Tous les expert(e)s consultés par Femme au Fone sont unanimes qu'au Sud-Kivu les femmes subissent toutes les formes des violences domestiques tout en ignorant qu'elles sont violentées. Pour agir et arriver à un changement de la situation, ils recommandent :

- Que les parents n'appliquent pas la discipline violente à leurs enfants, pour ne pas forger en eux des futurs adultes violents à leur tour ;

- Que les femmes fournissent plus d'effort pour pouvoir se prendre en charge pour minimiser la violence financière ;

- Que les hommes spécialement puissent respecter les droits sexuels des femmes dans tous les cas;

- Que les femmes ne s'isolent pas et qu'elles cherchent de l'aide en parlant à quelqu'un pour s'éviter les repercutions psychologiques voire physiques sur elle-mêmes et sur leurs enfants ;

- Que l'Etat congolais initie des programmes d'éducation sur la sensibilisation de la promotion du genre ; et qu'il mette en marche des programmes de soutien aux victimes pour qu'elles puissent s'en sortir du cercle de violence à la maison ;

- Que la justice congolaise protège les femmes victimes de violences.

Par Esther TUTEKEMENE, membre Rédaction FAF.

[1] Rapport publié par le Conseil de l'Europe à l'occasion de la journée internationale pour l'élimination de la violence à l'égard des femmes, en novembre 2009.

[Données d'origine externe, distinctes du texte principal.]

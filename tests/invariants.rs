//! Randomized legal play: whatever `legal_actions()` offers must always be
//! accepted, must never be empty before the game ends, and must never let
//! a player with 10+ cash do anything but coup.

use proptest::prelude::*;
use rand::rngs::StdRng;
use rand::{Rng, SeedableRng};

use coup_core::{Game, Phase};

fn total_influence_and_deck(game: &Game<StdRng>) -> usize {
    let state = game.state();
    let in_hands: usize = state.players.iter().map(|p| p.hidden.len() + p.revealed.len()).sum();
    in_hands + state.dealer.deck.len()
}

proptest! {
    #![proptest_config(ProptestConfig { cases: 64, ..ProptestConfig::default() })]

    #[test]
    fn random_legal_play_preserves_invariants(
        num_players in 2usize..=6,
        game_seed in any::<u64>(),
        driver_seed in any::<u64>(),
    ) {
        let mut game = Game::init_game(num_players, StdRng::seed_from_u64(game_seed));
        let mut driver = StdRng::seed_from_u64(driver_seed);
        let starting_cards = total_influence_and_deck(&game);

        let mut steps = 0;
        while !game.is_over() && steps < 500 {
            steps += 1;
            let actor = game.player_to_act();
            let options = game.legal_actions();
            prop_assert!(!options.is_empty(), "legal_actions must never be empty while the game is ongoing");

            if let Phase::AwaitInitialAction { player } = game.state().phase {
                if game.players()[player].cash >= 10 {
                    prop_assert!(
                        options.iter().all(|o| o.starts_with("coup:")),
                        "10 cash or more must force a coup"
                    );
                }
            }

            let choice = options[driver.random_range(0..options.len())].clone();
            game.play(actor, &choice).expect("a legal_actions()-sourced move must always be accepted");

            prop_assert_eq!(
                total_influence_and_deck(&game),
                starting_cards,
                "total influence cards across hands and deck must be conserved"
            );
            for player in game.players() {
                prop_assert!(player.cash < 1_000, "cash should never run away unboundedly");
            }
        }

        if game.is_over() {
            let alive = game.players().iter().filter(|p| p.is_alive()).count();
            prop_assert_eq!(alive, 1, "game over implies exactly one player remains alive");
        }
    }
}
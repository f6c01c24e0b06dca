//! # Block
//!
//! The window opened after a blockable action when no one (or everyone)
//! has had a chance to interpose a counter-claim. Grounded on
//! `rlcard/games/coup/coup.py`'s `Block` class. Unlike a challenge, more
//! than one player can be eligible to block foreign aid, so this window
//! polls every eligible candidate before resolving, and arbitrates between
//! simultaneous offers via [`crate::deck::Deck::choose`] rather than taking
//! whichever happened to be asked first.

use rand::Rng;

use crate::deck::Deck;
use crate::error::{fault, IllegalAction};
use crate::role::Role;
use crate::wire::Response;

/// Whether the window is still collecting responses or every candidate has
/// answered and it's ready for [`Block::resolve`].
#[derive(Clone, Copy, Eq, PartialEq, Debug)]
pub enum BlockStep {
    Continue,
    ReadyToResolve,
}

#[derive(Clone, Copy, Eq, PartialEq, Debug)]
pub enum BlockOutcome {
    NotBlocked,
    Blocked { blocker: usize, claim: Role },
}

/// An open block window. `allowed_roles` restricts which role a blocker may
/// claim (e.g. only Duke for foreign aid; Captain or Ambassador for steal).
#[derive(Clone, Debug)]
pub struct Block {
    candidates: Vec<usize>,
    allowed_roles: Vec<Role>,
    offers: Vec<(usize, Role)>,
    next: usize,
}

impl Block {
    pub fn new(candidates: Vec<usize>, allowed_roles: Vec<Role>) -> Block {
        Block { candidates, allowed_roles, offers: Vec::new(), next: 0 }
    }

    pub fn next_responder(&self) -> Option<usize> {
        self.candidates.get(self.next).copied()
    }

    /// Record one candidate's response. Every candidate is asked regardless
    /// of earlier offers, since more than one of them may claim the block
    /// and the window needs every offer in hand before it can arbitrate.
    pub fn respond(&mut self, player: usize, response: Response) -> Result<BlockStep, IllegalAction> {
        let expected =
            self.next_responder().unwrap_or_else(|| fault("block window polled after it already resolved"));
        if player != expected {
            return Err(IllegalAction::new(format!("player {player} was not asked to respond to this block window")));
        }
        match response {
            Response::Pass => {
                self.next += 1;
            }
            Response::Block(role) => {
                if !self.allowed_roles.contains(&role) {
                    return Err(IllegalAction::new(format!("{role} cannot block this action")));
                }
                self.offers.push((player, role));
                self.next += 1;
            }
            _ => return Err(IllegalAction::new("expected pass or block:<role> here")),
        }
        if self.next_responder().is_some() {
            Ok(BlockStep::Continue)
        } else {
            Ok(BlockStep::ReadyToResolve)
        }
    }

    /// Resolve the window once every candidate has responded, arbitrating
    /// among simultaneous offers (more than one player claiming to block the
    /// same action) uniformly at random via the deck's arbiter.
    pub fn resolve<R: Rng + ?Sized>(&self, rng: &mut R) -> BlockOutcome {
        if self.next_responder().is_some() {
            fault("block window resolved before every candidate responded");
        }
        match self.offers.len() {
            0 => BlockOutcome::NotBlocked,
            1 => {
                let (blocker, claim) = self.offers[0];
                BlockOutcome::Blocked { blocker, claim }
            }
            _ => {
                let ids: Vec<usize> = self.offers.iter().map(|(p, _)| *p).collect();
                let chosen = Deck::choose(&ids, rng);
                let (blocker, claim) =
                    *self.offers.iter().find(|(p, _)| *p == chosen).unwrap_or_else(|| fault("chosen blocker vanished"));
                BlockOutcome::Blocked { blocker, claim }
            }
        }
    }
}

[2]Rapport du 2ème examen périodique universel de la République Démocratique du Congo : «Les violences contre les femmes au Nord et Sud Kivu, Octobre 2013, de la Synergie de femmes pour les victimes des violences sexuelles.

[3] Rapport du 2ème examen périodique universel de la République Démocratique du Congo : «Les violences contre les femmes au Nord et Sud Kivu, Octobre 2013, de la Synergie de femmes pour les victimes des violences sexuelles.